>>>
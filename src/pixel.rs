use std::{fmt, ops::Range};

use snafu::prelude::*;

use crate::{
    color::{ChannelOffsets, ColorModel, ColorOrder},
    errors::{ChannelMismatchSnafu, IndexOutOfRangeSnafu, LengthMismatchSnafu, PixelError},
};

/// A pixel that can be stored in a [`PixelBuffer`].
pub trait Pixel: Copy {
    /// The number of colour channels the pixel carries.
    const CHANNELS: usize;

    /// Reads the pixel from one pixel's worth of strip bytes.
    ///
    /// Channels the strip doesn't have read as zero.
    fn load(bytes: &[u8], offsets: &ChannelOffsets) -> Self;

    /// Writes the pixel into one pixel's worth of strip bytes.
    ///
    /// Channels the strip doesn't have are dropped.
    fn store(self, bytes: &mut [u8], offsets: &ChannelOffsets);
}

/// An 8-bit red, green and blue pixel.
#[derive(Debug, Clone, Copy, PartialEq, Eq, Hash, Default)]
pub struct Rgb {
    /// Red.
    pub r: u8,
    /// Green.
    pub g: u8,
    /// Blue.
    pub b: u8,
}

/// An 8-bit red, green, blue and white pixel.
#[derive(Debug, Clone, Copy, PartialEq, Eq, Hash, Default)]
pub struct Rgbw {
    /// Red.
    pub r: u8,
    /// Green.
    pub g: u8,
    /// Blue.
    pub b: u8,
    /// White.
    pub w: u8,
}

impl Rgb {
    /// Creates a pixel.
    pub const fn new(r: u8, g: u8, b: u8) -> Self {
        Self { r, g, b }
    }

    /// The pixel as `0xrrggbb`.
    pub fn to_u32(self) -> u32 {
        u32::from(self.r) << 16 | u32::from(self.g) << 8 | u32::from(self.b)
    }
}

impl Rgbw {
    /// Creates a pixel.
    pub const fn new(r: u8, g: u8, b: u8, w: u8) -> Self {
        Self { r, g, b, w }
    }

    /// The pixel as `0xrrggbbww`.
    pub fn to_u32(self) -> u32 {
        u32::from(self.r) << 24 | u32::from(self.g) << 16 | u32::from(self.b) << 8 | u32::from(self.w)
    }
}

impl fmt::Display for Rgb {
    fn fmt(&self, f: &mut fmt::Formatter<'_>) -> fmt::Result {
        write!(f, "#{:02x}{:02x}{:02x}", self.r, self.g, self.b)
    }
}

impl fmt::Display for Rgbw {
    fn fmt(&self, f: &mut fmt::Formatter<'_>) -> fmt::Result {
        write!(f, "#{:02x}{:02x}{:02x}{:02x}", self.r, self.g, self.b, self.w)
    }
}

impl From<Rgb> for Rgbw {
    fn from(rgb: Rgb) -> Self {
        Self::new(rgb.r, rgb.g, rgb.b, 0)
    }
}

/// 8-bit Linear sRGB, which is the color space
/// most NeoPixel strips are in.
///
/// Be aware that this differs from normal,
/// gamma-corrected sRGB. A conversion has to take place.
///
/// More info can be found in the documentation of the
/// [palette] crate.
impl From<palette::LinSrgb<u8>> for Rgb {
    fn from(color: palette::LinSrgb<u8>) -> Self {
        Self::new(color.red, color.green, color.blue)
    }
}

impl From<Rgb> for palette::LinSrgb<u8> {
    fn from(rgb: Rgb) -> Self {
        palette::LinSrgb::new(rgb.r, rgb.g, rgb.b)
    }
}

impl Pixel for Rgb {
    const CHANNELS: usize = 3;

    fn load(bytes: &[u8], offsets: &ChannelOffsets) -> Self {
        Self::new(bytes[offsets.red], bytes[offsets.green], bytes[offsets.blue])
    }

    fn store(self, bytes: &mut [u8], offsets: &ChannelOffsets) {
        bytes[offsets.red] = self.r;
        bytes[offsets.green] = self.g;
        bytes[offsets.blue] = self.b;
    }
}

impl Pixel for Rgbw {
    const CHANNELS: usize = 4;

    fn load(bytes: &[u8], offsets: &ChannelOffsets) -> Self {
        let Rgb { r, g, b } = Rgb::load(bytes, offsets);
        Self::new(r, g, b, offsets.white.map_or(0, |o| bytes[o]))
    }

    fn store(self, bytes: &mut [u8], offsets: &ChannelOffsets) {
        Rgb::new(self.r, self.g, self.b).store(bytes, offsets);
        if let Some(o) = offsets.white {
            bytes[o] = self.w;
        }
    }
}

impl Pixel for palette::LinSrgb<u8> {
    const CHANNELS: usize = 3;

    fn load(bytes: &[u8], offsets: &ChannelOffsets) -> Self {
        Rgb::load(bytes, offsets).into()
    }

    fn store(self, bytes: &mut [u8], offsets: &ChannelOffsets) {
        Rgb::from(self).store(bytes, offsets);
    }
}

/// The pixels of a strip, stored in the strip's channel order.
#[derive(Debug, Clone, PartialEq, Eq)]
pub struct PixelBuffer {
    bytes: Vec<u8>,
    num_pixels: usize,
    order: ColorOrder,
    model: ColorModel,
    offsets: ChannelOffsets,
}

macro_rules! impl_accessors {
    ($($name:ident: $pixel:ident),* $(,)?) => {
        paste::paste! {
            $(
                #[doc = "Reads pixel `index` as [`" $pixel "`]."]
                pub fn [<$name _at>](&self, index: usize) -> Result<$pixel, PixelError> {
                    self.get(index)
                }

                #[doc = "Sets pixel `index` from an [`" $pixel "`]."]
                pub fn [<set_ $name _at>](&mut self, index: usize, pixel: $pixel) -> Result<(), PixelError> {
                    self.set(index, pixel)
                }

                #[doc = "Sets every pixel from a slice of [`" $pixel "`]s."]
                ///
                /// The strip must have exactly as many channels as the pixel type
                /// and the slice must hold one entry per pixel.
                pub fn [<set_ $name s>](&mut self, pixels: &[$pixel]) -> Result<(), PixelError> {
                    self.set_all(pixels)
                }
            )*
        }
    };
}

impl PixelBuffer {
    /// Creates a buffer of `num_pixels` dark pixels.
    pub fn new(num_pixels: usize, order: ColorOrder, model: ColorModel) -> Self {
        Self {
            bytes: vec![0; num_pixels * model.num_colors()],
            num_pixels,
            order,
            model,
            offsets: order.offsets(model),
        }
    }

    /// The number of pixels.
    pub fn len(&self) -> usize {
        self.num_pixels
    }

    /// Whether the buffer holds no pixels.
    pub fn is_empty(&self) -> bool {
        self.num_pixels == 0
    }

    /// Bytes per pixel.
    pub fn num_colors(&self) -> usize {
        self.model.num_colors()
    }

    /// The channel order.
    pub fn color_order(&self) -> ColorOrder {
        self.order
    }

    /// The colour model.
    pub fn color_model(&self) -> ColorModel {
        self.model
    }

    /// The raw bytes, in the order the strip expects them.
    pub fn as_bytes(&self) -> &[u8] {
        &self.bytes
    }

    /// Turns every pixel off.
    pub fn clear(&mut self) {
        self.bytes.fill(0);
    }

    fn pixel_range(&self, index: usize) -> Result<Range<usize>, PixelError> {
        let len = self.num_pixels;
        ensure!(index < len, IndexOutOfRangeSnafu { index, len });
        let colors = self.num_colors();
        Ok(index * colors..(index + 1) * colors)
    }

    /// Reads pixel `index`.
    pub fn get<P: Pixel>(&self, index: usize) -> Result<P, PixelError> {
        let range = self.pixel_range(index)?;
        Ok(P::load(&self.bytes[range], &self.offsets))
    }

    /// Sets pixel `index`.
    pub fn set<P: Pixel>(&mut self, index: usize, pixel: P) -> Result<(), PixelError> {
        let range = self.pixel_range(index)?;
        pixel.store(&mut self.bytes[range], &self.offsets);
        Ok(())
    }

    /// Sets every pixel.
    ///
    /// Nothing is written unless the channel count and length both match.
    pub fn set_all<P: Pixel>(&mut self, pixels: &[P]) -> Result<(), PixelError> {
        ensure!(
            P::CHANNELS == self.num_colors(),
            ChannelMismatchSnafu {
                expected: P::CHANNELS,
                actual: self.num_colors(),
            }
        );
        ensure!(
            pixels.len() == self.num_pixels,
            LengthMismatchSnafu {
                expected: self.num_pixels,
                actual: pixels.len(),
            }
        );
        let colors = self.num_colors();
        for (bytes, pixel) in self.bytes.chunks_exact_mut(colors).zip(pixels) {
            pixel.store(bytes, &self.offsets);
        }
        Ok(())
    }

    impl_accessors!(rgb: Rgb, rgbw: Rgbw);
}

#[cfg(test)]
mod tests {
    use super::*;

    #[test]
    fn formatting() {
        let rgb = Rgb::new(0x12, 0xab, 0x00);
        assert_eq!(rgb.to_string(), "#12ab00");
        assert_eq!(rgb.to_u32(), 0x12ab00);

        let rgbw = Rgbw::new(1, 2, 3, 0xff);
        assert_eq!(rgbw.to_string(), "#010203ff");
        assert_eq!(rgbw.to_u32(), 0x010203ff);
    }

    #[test]
    fn stores_in_channel_order() {
        let mut pixels = PixelBuffer::new(2, ColorOrder::Grb, ColorModel::Rgb);
        pixels.set_rgb_at(1, Rgb::new(1, 2, 3)).unwrap();
        assert_eq!(pixels.as_bytes(), &[0, 0, 0, 2, 1, 3]);
        assert_eq!(pixels.rgb_at(1), Ok(Rgb::new(1, 2, 3)));

        let mut pixels = PixelBuffer::new(1, ColorOrder::Bgr, ColorModel::Rgb);
        pixels.set_rgb_at(0, Rgb::new(1, 2, 3)).unwrap();
        assert_eq!(pixels.as_bytes(), &[3, 2, 1]);
    }

    #[test]
    fn white_channel() {
        let mut pixels = PixelBuffer::new(1, ColorOrder::Grbw, ColorModel::Rgbw);
        pixels.set_rgbw_at(0, Rgbw::new(1, 2, 3, 4)).unwrap();
        assert_eq!(pixels.as_bytes(), &[2, 1, 3, 4]);

        // A three channel strip has no white: reads as zero, writes are dropped.
        let mut pixels = PixelBuffer::new(1, ColorOrder::Rgb, ColorModel::Rgb);
        pixels.set_rgbw_at(0, Rgbw::new(1, 2, 3, 4)).unwrap();
        assert_eq!(pixels.as_bytes(), &[1, 2, 3]);
        assert_eq!(pixels.rgbw_at(0), Ok(Rgbw::new(1, 2, 3, 0)));
    }

    #[test]
    fn index_checks() {
        let mut pixels = PixelBuffer::new(3, ColorOrder::Grb, ColorModel::Rgb);
        assert_eq!(
            pixels.rgb_at(3),
            Err(PixelError::IndexOutOfRange { index: 3, len: 3 })
        );
        assert_eq!(
            pixels.set_rgbw_at(10, Rgbw::default()),
            Err(PixelError::IndexOutOfRange { index: 10, len: 3 })
        );
    }

    #[test]
    fn bulk_setters_check_before_writing() {
        let mut pixels = PixelBuffer::new(2, ColorOrder::Grb, ColorModel::Rgb);
        assert_eq!(
            pixels.set_rgbs(&[Rgb::new(9, 9, 9)]),
            Err(PixelError::LengthMismatch {
                expected: 2,
                actual: 1
            })
        );
        assert_eq!(
            pixels.set_rgbws(&[Rgbw::default(); 2]),
            Err(PixelError::ChannelMismatch {
                expected: 4,
                actual: 3
            })
        );
        assert!(pixels.as_bytes().iter().all(|&b| b == 0));

        pixels.set_rgbs(&[Rgb::new(1, 2, 3), Rgb::new(4, 5, 6)]).unwrap();
        assert_eq!(pixels.as_bytes(), &[2, 1, 3, 5, 4, 6]);

        let mut pixels = PixelBuffer::new(2, ColorOrder::Grbw, ColorModel::Rgbw);
        pixels
            .set_rgbws(&[Rgbw::new(1, 2, 3, 4), Rgbw::new(5, 6, 7, 8)])
            .unwrap();
        assert_eq!(pixels.as_bytes(), &[2, 1, 3, 4, 6, 5, 7, 8]);
        assert!(pixels.set_rgbs(&[Rgb::default(); 2]).is_err());
    }

    #[test]
    fn palette_colors() {
        let mut pixels = PixelBuffer::new(1, ColorOrder::Grb, ColorModel::Rgb);
        pixels.set(0, palette::LinSrgb::new(10u8, 20, 30)).unwrap();
        assert_eq!(pixels.as_bytes(), &[20, 10, 30]);
        let color: palette::LinSrgb<u8> = pixels.get(0).unwrap();
        assert_eq!(color, palette::LinSrgb::new(10, 20, 30));
    }

    #[test]
    fn clear_turns_everything_off() {
        let mut pixels = PixelBuffer::new(2, ColorOrder::Grb, ColorModel::Rgb);
        pixels.set_rgbs(&[Rgb::new(1, 1, 1); 2]).unwrap();
        pixels.clear();
        assert_eq!(pixels.as_bytes(), &[0; 6]);
    }
}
<<<
• _WHAT IS EXPECTED_:
Using the material, count the lines where the word "zero" appears. Give the number by itself.

• _EXPECTED OUTPUT_:
2